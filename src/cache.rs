//! Access-expiring cache for address verdicts.

use dashmap::DashMap;
use std::future::Future;
use std::net::IpAddr;
use std::sync::atomic::{AtomicU64, AtomicUsize, Ordering};
use std::time::{Duration, Instant};

/// Entry count that triggers the first sweep of expired entries.
const DEFAULT_SWEEP_THRESHOLD: usize = 1024;

/// Cached "is blocked" verdict.
#[derive(Debug, Clone, Copy)]
pub struct CachedVerdict {
    /// Whether the address is blocked.
    pub blocked: bool,
    /// Last time this entry was written or read.
    pub last_access: Instant,
}

impl CachedVerdict {
    /// Check if this entry has gone unused for longer than `ttl`.
    pub fn is_expired(&self, ttl: Duration) -> bool {
        self.last_access.elapsed() > ttl
    }
}

/// Concurrent verdict cache.
///
/// Entries expire once they have not been accessed for the TTL. An expired
/// entry is removed when a lookup finds it. Once the map holds at least the
/// sweep threshold, an insert also sweeps every expired entry when the map
/// has doubled since the last sweep or a full TTL has passed since it.
/// Locking is per shard, so lookups for unrelated addresses do not contend.
pub struct VerdictCache {
    entries: DashMap<IpAddr, CachedVerdict>,
    ttl: Duration,
    created: Instant,
    min_sweep: usize,
    next_sweep: AtomicUsize,
    /// Milliseconds after `created` at which the last sweep ran.
    last_sweep_ms: AtomicU64,
}

impl VerdictCache {
    /// Create a cache whose entries expire after `ttl` without access.
    pub fn new(ttl: Duration) -> Self {
        Self::with_sweep_threshold(ttl, DEFAULT_SWEEP_THRESHOLD)
    }

    /// Like [`VerdictCache::new`], sweeping once `threshold` entries are stored.
    pub fn with_sweep_threshold(ttl: Duration, threshold: usize) -> Self {
        let threshold = threshold.max(1);
        Self {
            entries: DashMap::new(),
            ttl,
            created: Instant::now(),
            min_sweep: threshold,
            next_sweep: AtomicUsize::new(threshold),
            last_sweep_ms: AtomicU64::new(0),
        }
    }

    /// Get a live verdict, refreshing its access time.
    pub fn get(&self, ip: &IpAddr) -> Option<bool> {
        {
            let mut entry = self.entries.get_mut(ip)?;
            if !entry.is_expired(self.ttl) {
                entry.last_access = Instant::now();
                return Some(entry.blocked);
            }
        }

        let ttl = self.ttl;
        self.entries.remove_if(ip, |_, entry| entry.is_expired(ttl));
        None
    }

    /// Store a verdict.
    pub fn insert(&self, ip: IpAddr, blocked: bool) {
        self.entries.insert(
            ip,
            CachedVerdict {
                blocked,
                last_access: Instant::now(),
            },
        );

        if self.sweep_due() {
            self.evict_expired();
        }
    }

    fn sweep_due(&self) -> bool {
        let len = self.entries.len();
        if len < self.min_sweep {
            return false;
        }
        if len >= self.next_sweep.load(Ordering::Relaxed) {
            return true;
        }
        let last_sweep = Duration::from_millis(self.last_sweep_ms.load(Ordering::Relaxed));
        self.created.elapsed().saturating_sub(last_sweep) >= self.ttl
    }

    /// Drop every expired entry.
    pub fn evict_expired(&self) {
        let ttl = self.ttl;
        self.entries.retain(|_, entry| !entry.is_expired(ttl));

        let live = self.entries.len();
        self.next_sweep
            .store(live.saturating_mul(2).max(self.min_sweep), Ordering::Relaxed);
        self.last_sweep_ms
            .store(self.created.elapsed().as_millis() as u64, Ordering::Relaxed);
    }

    /// Return the cached verdict or compute, store and return a new one.
    ///
    /// Failed computations are not cached. Two concurrent misses for the same
    /// address may both compute.
    pub async fn get_or_try_insert_with<F, Fut, E>(&self, ip: IpAddr, compute: F) -> Result<bool, E>
    where
        F: FnOnce() -> Fut,
        Fut: Future<Output = Result<bool, E>>,
    {
        if let Some(blocked) = self.get(&ip) {
            return Ok(blocked);
        }

        let blocked = compute().await?;
        self.insert(ip, blocked);
        Ok(blocked)
    }

    /// Number of stored entries, expired ones included.
    pub fn len(&self) -> usize {
        self.entries.len()
    }

    pub fn is_empty(&self) -> bool {
        self.entries.is_empty()
    }

    pub fn clear(&self) {
        self.entries.clear();
    }
}
//! Address classification backends.

pub mod reputation;
pub mod static_blocker;

use async_trait::async_trait;
use std::net::IpAddr;
use thiserror::Error;

pub use reputation::ReputationAddressBlocker;
pub use static_blocker::{ProviderHealth, ProviderReport, StaticAddressBlocker};

/// Error from an address blocker lookup.
#[derive(Debug, Error)]
pub enum BlockerError {
    /// The reputation service refused the request with HTTP 429.
    #[error("rate limited by reputation service")]
    RateLimited,
    /// The reputation service answered with an unexpected status.
    #[error("unexpected status code: {0}")]
    Status(u16),
    /// HTTP request failed.
    #[error("HTTP error: {0}")]
    Http(#[from] reqwest::Error),
    /// The response did not contain a verdict.
    #[error("invalid response: {0}")]
    Decode(String),
}

/// Decides whether an address belongs to a disallowed category.
#[async_trait]
pub trait AddressBlocker: Send + Sync {
    async fn blocked(&self, ip: &IpAddr) -> Result<bool, BlockerError>;
}

/// Loopback and unspecified addresses are never checked.
pub fn is_local(ip: &IpAddr) -> bool {
    let ip = ip.to_canonical();
    ip.is_loopback() || ip.is_unspecified()
}
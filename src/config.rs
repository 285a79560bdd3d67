//! Configuration types for the gatekeeper.

use crate::providers::PROVIDER_NAMES;
use ipnet::IpNet;
use serde::{Deserialize, Serialize};
use std::net::IpAddr;
use std::path::Path;
use tracing::debug;

/// Root configuration.
#[derive(Debug, Clone, Default, Deserialize, Serialize)]
pub struct Config {
    /// Connection admission settings.
    #[serde(default)]
    pub gatekeeper: GatekeeperConfig,

    /// Addresses that are never checked by the address blocker.
    #[serde(default)]
    pub allowlist: Vec<String>,
}

/// Connection admission settings.
#[derive(Debug, Clone, Deserialize, Serialize)]
pub struct GatekeeperConfig {
    /// Master enable/disable switch.
    #[serde(default = "default_true")]
    pub enabled: bool,

    /// End-to-end time limit for one connection's checks.
    #[serde(default = "default_timeout_seconds")]
    pub timeout_seconds: u64,

    /// Checks to run.
    #[serde(default)]
    pub filters: FiltersConfig,
}

impl Default for GatekeeperConfig {
    fn default() -> Self {
        Self {
            enabled: true,
            timeout_seconds: default_timeout_seconds(),
            filters: FiltersConfig::default(),
        }
    }
}

fn default_timeout_seconds() -> u64 {
    10
}

/// Gatekeeper filters.
#[derive(Debug, Clone, Deserialize, Serialize)]
pub struct FiltersConfig {
    /// Reject players whose name contains a link.
    #[serde(default = "default_true")]
    pub link: bool,

    /// Address classification backend.
    #[serde(default)]
    pub address: AddressBlockerConfig,
}

impl Default for FiltersConfig {
    fn default() -> Self {
        Self {
            link: true,
            address: AddressBlockerConfig::default(),
        }
    }
}

/// Which address blocker backs the address filter.
#[derive(Debug, Clone, Default, Deserialize, Serialize, PartialEq, Eq)]
#[serde(tag = "mode", rename_all = "lowercase")]
pub enum AddressBlockerConfig {
    /// No address classification.
    #[default]
    None,
    /// Live lookups against a reputation service.
    Reputation(ReputationBlockerConfig),
    /// Published cloud and VPN ranges fetched at startup.
    Static(StaticBlockerConfig),
}

/// Reputation service settings.
#[derive(Debug, Clone, Deserialize, Serialize, PartialEq, Eq)]
pub struct ReputationBlockerConfig {
    /// API token (supports ${ENV_VAR} syntax).
    pub token: String,

    /// Service base URL; the address is appended as a path segment.
    #[serde(default = "default_endpoint")]
    pub endpoint: String,

    /// How long an unused verdict stays cached.
    #[serde(default = "default_cache_ttl")]
    pub cache_ttl_seconds: u64,

    /// Request timeout in milliseconds.
    #[serde(default = "default_request_timeout")]
    pub timeout_ms: u64,
}

fn default_endpoint() -> String {
    "https://vpnapi.io/api".to_string()
}

fn default_cache_ttl() -> u64 {
    3600
}

fn default_request_timeout() -> u64 {
    5000
}

/// Static blocklist settings.
#[derive(Debug, Clone, Deserialize, Serialize, PartialEq, Eq)]
pub struct StaticBlockerConfig {
    /// Enabled provider names; empty enables all.
    #[serde(default)]
    pub providers: Vec<String>,

    /// Per-provider fetch time limit.
    #[serde(default = "default_fetch_timeout")]
    pub fetch_timeout_seconds: u64,
}

impl Default for StaticBlockerConfig {
    fn default() -> Self {
        Self {
            providers: Vec::new(),
            fetch_timeout_seconds: default_fetch_timeout(),
        }
    }
}

fn default_fetch_timeout() -> u64 {
    10
}

fn default_true() -> bool {
    true
}

impl Config {
    /// Load configuration from a YAML file.
    pub fn load(path: &Path) -> anyhow::Result<Self> {
        let content = std::fs::read_to_string(path)?;
        Self::parse(&content)
    }

    /// Load configuration, falling back to defaults when the file is missing.
    pub fn load_or_default(path: &Path) -> anyhow::Result<Self> {
        if path.exists() {
            Self::load(path)
        } else {
            debug!(path = %path.display(), "Config file not found, using defaults");
            Ok(Self::default())
        }
    }

    /// Parse and validate YAML, expanding environment variables first.
    pub fn parse(content: &str) -> anyhow::Result<Self> {
        let expanded = expand_env_vars(content)?;
        let config: Config = serde_yaml::from_str(&expanded)?;
        config.validate()?;
        Ok(config)
    }

    /// Validate configuration.
    pub fn validate(&self) -> anyhow::Result<()> {
        if self.gatekeeper.timeout_seconds == 0 {
            anyhow::bail!("gatekeeper.timeout_seconds must be greater than 0");
        }

        match &self.gatekeeper.filters.address {
            AddressBlockerConfig::None => {}
            AddressBlockerConfig::Reputation(reputation) => {
                if reputation.token.is_empty() {
                    anyhow::bail!("Reputation address blocker is enabled but token is empty");
                }
                if reputation.timeout_ms == 0 {
                    anyhow::bail!("Reputation timeout_ms must be greater than 0");
                }
            }
            AddressBlockerConfig::Static(static_config) => {
                if static_config.fetch_timeout_seconds == 0 {
                    anyhow::bail!("Static fetch_timeout_seconds must be greater than 0");
                }
                for name in &static_config.providers {
                    if !PROVIDER_NAMES.iter().any(|p| p.eq_ignore_ascii_case(name)) {
                        anyhow::bail!(
                            "Unknown address range provider '{}' (known: {})",
                            name,
                            PROVIDER_NAMES.join(", ")
                        );
                    }
                }
            }
        }

        for entry in &self.allowlist {
            if entry.parse::<IpAddr>().is_err() && entry.parse::<IpNet>().is_err() {
                anyhow::bail!("Invalid allowlist entry: {}", entry);
            }
        }

        Ok(())
    }

    /// Parse allowlist entries into IpAddr or IpNet.
    pub fn parse_allowlist(&self) -> Vec<AllowlistEntry> {
        self.allowlist
            .iter()
            .filter_map(|s| {
                if let Ok(ip) = s.parse::<IpAddr>() {
                    Some(AllowlistEntry::Single(ip))
                } else if let Ok(net) = s.parse::<IpNet>() {
                    Some(AllowlistEntry::Network(net))
                } else {
                    None
                }
            })
            .collect()
    }

    /// Generate example configuration YAML.
    pub fn example() -> String {
        r#"# Sentinel Gatekeeper Configuration

gatekeeper:
  enabled: true
  timeout_seconds: 10          # Time limit for all checks of one connection

  filters:
    link: true                 # Reject names containing links or invites

    # Address classification: none, reputation or static
    address:
      mode: static
      providers: []            # Empty = all of:
                               #   x4bnet-datacenter, x4bnet-vpn, azure,
                               #   github-actions, amazon-web-services,
                               #   google, oracle
      fetch_timeout_seconds: 10

    # address:
    #   mode: reputation
    #   token: "${VPNAPI_TOKEN}"   # Use environment variable
    #   cache_ttl_seconds: 3600    # Forget unused verdicts after 1 hour
    #   timeout_ms: 5000

# Addresses never checked by the address blocker
# Supports single IPs and CIDR notation
allowlist:
  - "203.0.113.7"
  - "198.51.100.0/24"
"#
        .to_string()
    }
}

/// Parsed allowlist entry.
#[derive(Debug, Clone)]
pub enum AllowlistEntry {
    Single(IpAddr),
    Network(IpNet),
}

impl AllowlistEntry {
    /// Check if an IP address matches this allowlist entry.
    pub fn contains(&self, ip: &IpAddr) -> bool {
        let ip = ip.to_canonical();
        match self {
            AllowlistEntry::Single(allowed) => *allowed == ip,
            AllowlistEntry::Network(net) => net.contains(&ip),
        }
    }
}

/// Expand environment variables in the format ${VAR_NAME}.
fn expand_env_vars(content: &str) -> anyhow::Result<String> {
    let mut result = content.to_string();
    let re = regex::Regex::new(r"\$\{([^}]+)\}")?;

    for cap in re.captures_iter(content) {
        let var_name = &cap[1];
        let var_value = std::env::var(var_name).unwrap_or_default();
        result = result.replace(&cap[0], &var_value);
    }

    Ok(result)
}
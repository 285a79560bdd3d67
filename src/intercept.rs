//! Connection intercept adapter.
//!
//! Turns a raw connection handshake into a [`GatekeeperContext`], runs the
//! admission pipeline under an end-to-end timeout and reports whether the
//! handshake may continue. Installing the adapter into the host server is
//! host-specific glue and lives outside this crate.

use crate::gatekeeper::message::{self, Message};
use crate::gatekeeper::{GatekeeperContext, GatekeeperPipeline, GatekeeperResult, PlayerId};
use std::net::IpAddr;
use std::sync::Arc;
use std::time::Duration;
use tracing::{debug, info, warn};

pub const DEFAULT_LOCALE: &str = "en";

/// Raw handshake data as received from the host server.
#[derive(Debug, Clone, Default)]
pub struct Handshake {
    pub name: String,
    pub uuid: String,
    pub usid: String,
    pub address: String,
    pub locale: Option<String>,
}

/// What the host should do with the connection.
#[derive(Debug, Clone, PartialEq, Eq)]
pub enum Admission {
    /// Hand the handshake back to the host's regular handler.
    Proceed,
    /// Close the connection with a rendered message. A zero cooldown means
    /// the player may retry immediately.
    Reject { message: String, cooldown: Duration },
}

/// Runs every incoming handshake through the admission pipeline.
#[derive(Clone)]
pub struct ConnectionInterceptor {
    pipeline: Arc<GatekeeperPipeline>,
    timeout: Duration,
}

impl ConnectionInterceptor {
    pub fn new(pipeline: Arc<GatekeeperPipeline>, timeout: Duration) -> Self {
        Self { pipeline, timeout }
    }

    /// Decide whether a handshake may proceed.
    pub async fn admit(&self, handshake: Handshake) -> Admission {
        let locale = normalize_locale(handshake.locale.as_deref());

        let address: IpAddr = match handshake.address.trim().parse() {
            Ok(address) => address,
            Err(_) => {
                warn!(
                    name = %handshake.name,
                    address = %handshake.address,
                    "Rejecting handshake with unparseable address"
                );
                let reason = Message::translatable(message::INVALID_ADDRESS, vec![handshake.address]);
                return Admission::Reject {
                    message: reason.render(&locale),
                    cooldown: Duration::ZERO,
                };
            }
        };

        let context = GatekeeperContext {
            name: handshake.name,
            player: PlayerId::new(handshake.uuid, handshake.usid),
            address,
            locale,
        };

        match tokio::time::timeout(self.timeout, self.pipeline.pump(&context)).await {
            Ok(GatekeeperResult::Success) => {
                debug!(context = %context, "Connection admitted");
                Admission::Proceed
            }
            Ok(GatekeeperResult::Failure { reason, cooldown }) => {
                let message = reason.render(&context.locale);
                info!(
                    context = %context,
                    reason = %message,
                    cooldown_secs = cooldown.as_secs(),
                    "Connection rejected"
                );
                Admission::Reject { message, cooldown }
            }
            Err(_) => {
                warn!(
                    context = %context,
                    timeout_ms = self.timeout.as_millis() as u64,
                    "Timed out while processing connection"
                );
                Admission::Reject {
                    message: Message::translatable(message::TIMEOUT, Vec::new()).render(&context.locale),
                    cooldown: Duration::ZERO,
                }
            }
        }
    }
}

/// `en_US` becomes `en-US`; a missing or blank tag becomes `en`.
pub fn normalize_locale(locale: Option<&str>) -> String {
    match locale.map(str::trim) {
        Some(tag) if !tag.is_empty() => tag.replace('_', "-"),
        _ => DEFAULT_LOCALE.to_string(),
    }
}

#[cfg(test)]
mod tests {
    use super::*;
    use crate::gatekeeper::{LinkDetectionProcessor, LINK_DETECTED_COOLDOWN};
    use crate::pipeline::{Priority, Processor};
    use async_trait::async_trait;
    use std::sync::Mutex;

    /// Processor that never finishes.
    struct Hanging;

    #[async_trait]
    impl Processor<GatekeeperContext, GatekeeperResult> for Hanging {
        async fn process(&self, _context: &GatekeeperContext) -> anyhow::Result<GatekeeperResult> {
            futures::future::pending().await
        }
    }

    /// Records the contexts it sees.
    struct Capture(Arc<Mutex<Vec<GatekeeperContext>>>);

    #[async_trait]
    impl Processor<GatekeeperContext, GatekeeperResult> for Capture {
        async fn process(&self, context: &GatekeeperContext) -> anyhow::Result<GatekeeperResult> {
            self.0.lock().unwrap().push(context.clone());
            Ok(GatekeeperResult::Success)
        }
    }

    fn handshake(name: &str, address: &str) -> Handshake {
        Handshake {
            name: name.to_string(),
            uuid: "uuid".to_string(),
            usid: "usid".to_string(),
            address: address.to_string(),
            locale: None,
        }
    }

    fn interceptor(pipeline: GatekeeperPipeline, timeout: Duration) -> ConnectionInterceptor {
        ConnectionInterceptor::new(Arc::new(pipeline), timeout)
    }

    #[tokio::test]
    async fn test_success_proceeds() {
        let interceptor = interceptor(GatekeeperPipeline::new(), Duration::from_secs(1));
        assert_eq!(interceptor.admit(handshake("Player", "1.2.3.4")).await, Admission::Proceed);
    }

    #[tokio::test]
    async fn test_failure_rejects_with_rendered_reason() {
        let mut pipeline = GatekeeperPipeline::new();
        pipeline.register("link", Priority::Normal, LinkDetectionProcessor::new().unwrap());

        let admission = interceptor(pipeline, Duration::from_secs(1))
            .admit(handshake("http://spam.example", "1.2.3.4"))
            .await;

        assert_eq!(
            admission,
            Admission::Reject {
                message: Message::translatable(message::LINK_DETECTED, Vec::new()).render("en"),
                cooldown: LINK_DETECTED_COOLDOWN,
            }
        );
    }

    #[tokio::test]
    async fn test_timeout_rejects_without_cooldown() {
        let mut pipeline = GatekeeperPipeline::new();
        pipeline.register("hanging", Priority::Normal, Hanging);

        let admission = interceptor(pipeline, Duration::from_millis(50))
            .admit(handshake("Player", "1.2.3.4"))
            .await;

        assert_eq!(
            admission,
            Admission::Reject {
                message: Message::translatable(message::TIMEOUT, Vec::new()).render("en"),
                cooldown: Duration::ZERO,
            }
        );
    }

    #[tokio::test]
    async fn test_invalid_address_rejects_without_cooldown() {
        let seen = Arc::new(Mutex::new(Vec::new()));
        let mut pipeline = GatekeeperPipeline::new();
        pipeline.register("capture", Priority::Normal, Capture(seen.clone()));

        let admission = interceptor(pipeline, Duration::from_secs(1))
            .admit(handshake("Player", "not-an-address"))
            .await;

        match admission {
            Admission::Reject { message, cooldown } => {
                assert!(message.contains("not-an-address"));
                assert_eq!(cooldown, Duration::ZERO);
            }
            Admission::Proceed => panic!("invalid address was admitted"),
        }
        assert!(seen.lock().unwrap().is_empty());
    }

    #[tokio::test]
    async fn test_context_is_built_from_handshake() {
        let seen = Arc::new(Mutex::new(Vec::new()));
        let mut pipeline = GatekeeperPipeline::new();
        pipeline.register("capture", Priority::Normal, Capture(seen.clone()));

        let mut raw = handshake("Player", " 2001:db8::1 ");
        raw.locale = Some("pt_BR".to_string());
        interceptor(pipeline, Duration::from_secs(1)).admit(raw).await;

        let seen = seen.lock().unwrap();
        assert_eq!(seen.len(), 1);
        assert_eq!(seen[0].address, "2001:db8::1".parse::<IpAddr>().unwrap());
        assert_eq!(seen[0].locale, "pt-BR");
        assert_eq!(seen[0].player, PlayerId::new("uuid", "usid"));
    }

    #[test]
    fn test_normalize_locale() {
        assert_eq!(normalize_locale(None), "en");
        assert_eq!(normalize_locale(Some("  ")), "en");
        assert_eq!(normalize_locale(Some("de_DE")), "de-DE");
        assert_eq!(normalize_locale(Some("fr")), "fr");
    }
}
※
Among the entries above, the lines between the ones containing "let var_value = std::env::var(var_name).unwrap_or_default();" and "Turns a raw", inclusive, are to be transcribed exactly. No other line is to be given.

• _Solved exercise_:
        let var_value = std::env::var(var_name).unwrap_or_default();
        result = result.replace(&cap[0], &var_value);
    }

    Ok(result)
}
repository 285a79560bdd3d67
filename src/intercept.rs
//! Connection intercept adapter.
//!
//! Turns a raw connection handshake into a [`GatekeeperContext`], runs the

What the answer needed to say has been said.